Uma mosquinha-morta apanhada na teia
Lá no escritório, existia um gabinete desocupado e, cuja localização, obrigava um corredor (o que nos levava até ao centro do dito “estaminé”) a fazer um L, ou seja, após passarmos a esquina desse gabinete, o corredor virava à direita, depois à esquerda e finalmente seguia em frente novamente.
A propósito ou não, o patrão (por vezes tinha esse hábito) inventou uma nova “necessidade”, um novo “cargo”, uma lacuna qualquer que ele vislumbrou no organigrama. Nunca saberemos se essa nova “necessidade” apenas surgiu, na sua cabeça, de modo a “compor o ramalhete”, que é como quem diz, de modo a ocupar o tal gabinete vazio, ou então, se era mesmo, uma falta imperdoável e, por isso mesmo, um cargo urgentíssimo a criar, um posto de trabalho imprescindível no bom desempenho da Firma. A verdade é que o plano se pôs em marcha, marcha que implicou uma pequena intervenção no gabinete. O patrão não gostava de gabinetes “opacos”, não gostava que depois de porta fechada, nada se visse, lá dentro, dos gabinetes. E neste caso concreto, dada a essa “necessidade” tão necessária (passe a redundância), o seu futuro ocupante, se estivesse, assim, tão fechadinho, tão “opaco”, no seu cubículo, até não seria de espantar, que uma vez por outra, caísse nos “braços de Morfeu”. Assim sendo, entram em campo as Construções X, especialistas em obras de “Santa Engrácia”, a quem lhes é encomendada a obra de grande vulto, a de substituir um painel de madeira, na esquina do gabinete, por um de vidro, deste modo, no futuro, quem passasse no corredor, podia ver o seu ocupante e o seu, mais que certo, ar compenetrado a desempenhar a sua enigmática, mas “árdua” tarefa. De pronto, o painel de madeira foi retirado, contudo, o vidrinho que o deveria substituir é que demorou um pouco mais a ser lá colocado, ficando o gabinete, por sorte, ainda desocupado, um bocado “esventrado”.

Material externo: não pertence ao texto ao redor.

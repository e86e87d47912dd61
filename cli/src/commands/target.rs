use anyhow::{Result, bail};

use intake_core::service::IntakeService;

fn print_targets(svc: &IntakeService, json: bool) -> Result<()> {
    let targets = svc.targets();
    if json {
        println!("{}", serde_json::to_string_pretty(&targets)?);
    } else {
        let water = targets.water_l;
        let calories = targets.calories;
        println!("Water target:   {water:.2} L/day");
        println!("Calorie target: {calories} kcal/day");
    }
    Ok(())
}

pub(crate) fn cmd_target_set(
    svc: &mut IntakeService,
    water: Option<f64>,
    calories: Option<i64>,
    json: bool,
) -> Result<()> {
    if water.is_none() && calories.is_none() {
        bail!("Provide --water and/or --calories to set a target");
    }

    if let Some(water_l) = water {
        svc.update_water_target(water_l)?;
    }
    if let Some(cal) = calories {
        svc.update_calorie_target(cal)?;
    }

    print_targets(svc, json)
}

pub(crate) fn cmd_target_show(svc: &IntakeService, json: bool) -> Result<()> {
    print_targets(svc, json)
}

Neste espaço de tempo, entre mete e não mete o vidro, não é que um colega, com toda a certeza, com os mesmos dotes “visionários” do patrão, viu ali uma oportunidade de, sempre que ia pelo corredor, encurtar caminho, se ia para lá, metia-se pela porta do gabinete e saía pela abertura, aquela que estava “pacientemente” a aguardar o vidrito, se vinha no sentido inverso, aí ia ele direitinho à abertura e aparecia, ao dobrar a esquina, a sair da porta desse gabinete. Enfim, era um entretém, que como está bom de ver, apesar da “celeridade” das obras, tinha os dias contados, o colega foi de férias, e não é que, finalmente, os senhores das Construções X, descobriram o vidro certo para lá colocar e, vejam bem, até o colocaram! No dia em que o colega regressou de férias, vamos os dois a falar pelo corredor fora e eis senão quando, sem dar tempo de o avisar, este se enfia porta adentro, do escuro gabinete e, se vai “esborrachar” contra o vidrinho recentemente ali colocado, tal qual, uma mosquinha, como uma mosca-morta numa enorme teia de aranha!
Nota: Ainda bem que o patrão se lembrou do dito vidrinho, do vidro que mais parecia uma montra, uma montra para o interior do gabinete, um interior que seria tão desinteressante como qualquer outro, não fosse, depois de ocupado, a sua “inquilina”, ter, entre outros atributos, uns olhos esverdeados de tirar a respiração a qualquer um.
Já quanto ao que fazia ali, naquele gabinete, na Firma, até hoje é um verdadeiro mistério para mim.